=== Begin Enclosure ===

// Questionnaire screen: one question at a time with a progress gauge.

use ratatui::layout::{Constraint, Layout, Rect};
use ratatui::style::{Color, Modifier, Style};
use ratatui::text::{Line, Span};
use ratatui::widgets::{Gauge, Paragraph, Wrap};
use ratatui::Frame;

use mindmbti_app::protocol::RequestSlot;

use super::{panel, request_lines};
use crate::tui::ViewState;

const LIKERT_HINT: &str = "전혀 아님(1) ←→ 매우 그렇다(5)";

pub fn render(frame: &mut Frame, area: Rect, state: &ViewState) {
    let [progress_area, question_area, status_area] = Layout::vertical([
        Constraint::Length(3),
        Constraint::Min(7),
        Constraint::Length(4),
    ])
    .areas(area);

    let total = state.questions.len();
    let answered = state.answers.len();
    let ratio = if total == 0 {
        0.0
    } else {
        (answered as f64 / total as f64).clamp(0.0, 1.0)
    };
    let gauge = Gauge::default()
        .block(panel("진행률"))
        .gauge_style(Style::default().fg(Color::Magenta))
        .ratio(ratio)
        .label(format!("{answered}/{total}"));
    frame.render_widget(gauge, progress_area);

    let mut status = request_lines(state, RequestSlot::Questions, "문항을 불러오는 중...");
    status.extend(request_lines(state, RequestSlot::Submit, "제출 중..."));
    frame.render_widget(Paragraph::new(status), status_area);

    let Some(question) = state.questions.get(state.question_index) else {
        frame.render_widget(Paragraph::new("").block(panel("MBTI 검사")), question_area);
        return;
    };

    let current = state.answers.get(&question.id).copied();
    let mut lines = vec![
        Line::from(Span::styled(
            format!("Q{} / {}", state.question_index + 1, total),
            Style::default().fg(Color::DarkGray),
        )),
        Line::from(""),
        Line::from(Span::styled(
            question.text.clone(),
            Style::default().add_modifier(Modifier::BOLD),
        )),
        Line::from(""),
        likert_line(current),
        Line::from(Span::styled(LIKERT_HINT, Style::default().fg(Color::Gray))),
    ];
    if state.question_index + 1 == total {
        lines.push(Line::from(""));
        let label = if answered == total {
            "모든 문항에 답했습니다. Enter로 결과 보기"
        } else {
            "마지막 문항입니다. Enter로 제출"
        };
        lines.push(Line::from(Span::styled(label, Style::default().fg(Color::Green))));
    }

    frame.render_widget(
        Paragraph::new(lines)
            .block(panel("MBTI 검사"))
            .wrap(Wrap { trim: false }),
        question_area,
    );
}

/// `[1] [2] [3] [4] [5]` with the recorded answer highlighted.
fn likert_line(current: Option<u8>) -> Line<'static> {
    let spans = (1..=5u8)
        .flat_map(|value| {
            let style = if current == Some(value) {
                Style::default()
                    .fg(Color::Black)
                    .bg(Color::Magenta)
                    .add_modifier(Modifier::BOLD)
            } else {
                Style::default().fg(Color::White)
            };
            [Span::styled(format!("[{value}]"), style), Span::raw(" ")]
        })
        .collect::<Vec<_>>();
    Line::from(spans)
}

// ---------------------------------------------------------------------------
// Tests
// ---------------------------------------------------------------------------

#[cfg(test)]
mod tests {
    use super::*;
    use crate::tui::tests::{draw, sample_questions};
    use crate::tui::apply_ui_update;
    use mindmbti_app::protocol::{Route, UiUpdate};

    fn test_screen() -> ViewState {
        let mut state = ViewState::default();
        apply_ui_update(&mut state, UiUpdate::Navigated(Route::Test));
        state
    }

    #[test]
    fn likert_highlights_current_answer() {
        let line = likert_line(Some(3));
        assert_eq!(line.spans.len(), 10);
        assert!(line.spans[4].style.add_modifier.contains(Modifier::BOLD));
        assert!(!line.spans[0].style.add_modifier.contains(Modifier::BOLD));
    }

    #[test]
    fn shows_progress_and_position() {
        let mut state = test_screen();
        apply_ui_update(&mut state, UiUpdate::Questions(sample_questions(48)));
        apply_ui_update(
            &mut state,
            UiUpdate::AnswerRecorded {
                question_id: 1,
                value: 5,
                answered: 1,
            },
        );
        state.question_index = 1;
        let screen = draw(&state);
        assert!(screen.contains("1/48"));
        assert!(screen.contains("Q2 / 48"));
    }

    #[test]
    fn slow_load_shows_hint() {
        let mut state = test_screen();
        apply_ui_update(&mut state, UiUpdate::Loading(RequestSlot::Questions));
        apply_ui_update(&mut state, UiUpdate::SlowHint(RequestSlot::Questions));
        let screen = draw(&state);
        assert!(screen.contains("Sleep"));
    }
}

=== End Enclosure ===
=== Begin Enclosure ===

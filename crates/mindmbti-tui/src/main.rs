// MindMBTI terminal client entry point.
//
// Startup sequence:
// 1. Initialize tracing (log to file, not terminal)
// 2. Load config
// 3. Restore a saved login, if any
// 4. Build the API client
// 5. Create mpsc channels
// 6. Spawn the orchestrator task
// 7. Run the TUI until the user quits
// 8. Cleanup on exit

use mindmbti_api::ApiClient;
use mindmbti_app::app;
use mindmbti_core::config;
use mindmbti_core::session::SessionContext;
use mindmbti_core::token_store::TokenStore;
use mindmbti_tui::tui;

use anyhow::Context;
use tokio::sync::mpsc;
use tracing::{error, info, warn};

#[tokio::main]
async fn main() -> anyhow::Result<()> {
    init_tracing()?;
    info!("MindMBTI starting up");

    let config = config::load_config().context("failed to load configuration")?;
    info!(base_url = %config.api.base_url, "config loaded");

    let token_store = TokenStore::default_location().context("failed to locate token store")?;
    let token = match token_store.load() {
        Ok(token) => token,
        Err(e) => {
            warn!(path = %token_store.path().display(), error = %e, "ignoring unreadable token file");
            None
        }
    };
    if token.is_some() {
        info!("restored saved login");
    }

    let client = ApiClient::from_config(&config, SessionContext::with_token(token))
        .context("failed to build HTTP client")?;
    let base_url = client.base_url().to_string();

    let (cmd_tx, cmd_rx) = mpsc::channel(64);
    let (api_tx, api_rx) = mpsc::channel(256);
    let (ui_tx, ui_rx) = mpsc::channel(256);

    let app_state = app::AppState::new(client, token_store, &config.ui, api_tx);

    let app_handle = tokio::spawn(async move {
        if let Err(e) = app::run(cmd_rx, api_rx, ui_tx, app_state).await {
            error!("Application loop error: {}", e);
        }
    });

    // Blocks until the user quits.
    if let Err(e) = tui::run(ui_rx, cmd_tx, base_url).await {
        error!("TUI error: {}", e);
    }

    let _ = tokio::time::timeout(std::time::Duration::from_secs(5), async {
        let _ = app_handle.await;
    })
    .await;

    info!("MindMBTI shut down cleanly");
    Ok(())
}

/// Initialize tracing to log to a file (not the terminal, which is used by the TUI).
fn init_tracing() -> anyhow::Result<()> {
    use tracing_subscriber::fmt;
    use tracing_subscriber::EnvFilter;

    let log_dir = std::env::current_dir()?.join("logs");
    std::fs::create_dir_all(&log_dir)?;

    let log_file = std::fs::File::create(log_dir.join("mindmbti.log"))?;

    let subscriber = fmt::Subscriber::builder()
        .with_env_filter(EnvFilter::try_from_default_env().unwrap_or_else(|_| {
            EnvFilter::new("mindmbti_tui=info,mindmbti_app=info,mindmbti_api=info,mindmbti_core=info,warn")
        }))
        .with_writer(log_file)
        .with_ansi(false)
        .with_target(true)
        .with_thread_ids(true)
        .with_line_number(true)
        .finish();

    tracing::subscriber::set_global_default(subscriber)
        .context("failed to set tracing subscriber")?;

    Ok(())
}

=== End Enclosure ===

▶ **Required action**:
Each line above that has the word "ViewState" should be copied.

▶ **Answer for this exercise**:
use crate::tui::ViewState;
pub fn render(frame: &mut Frame, area: Rect, state: &ViewState) {
    fn test_screen() -> ViewState {
        let mut state = ViewState::default();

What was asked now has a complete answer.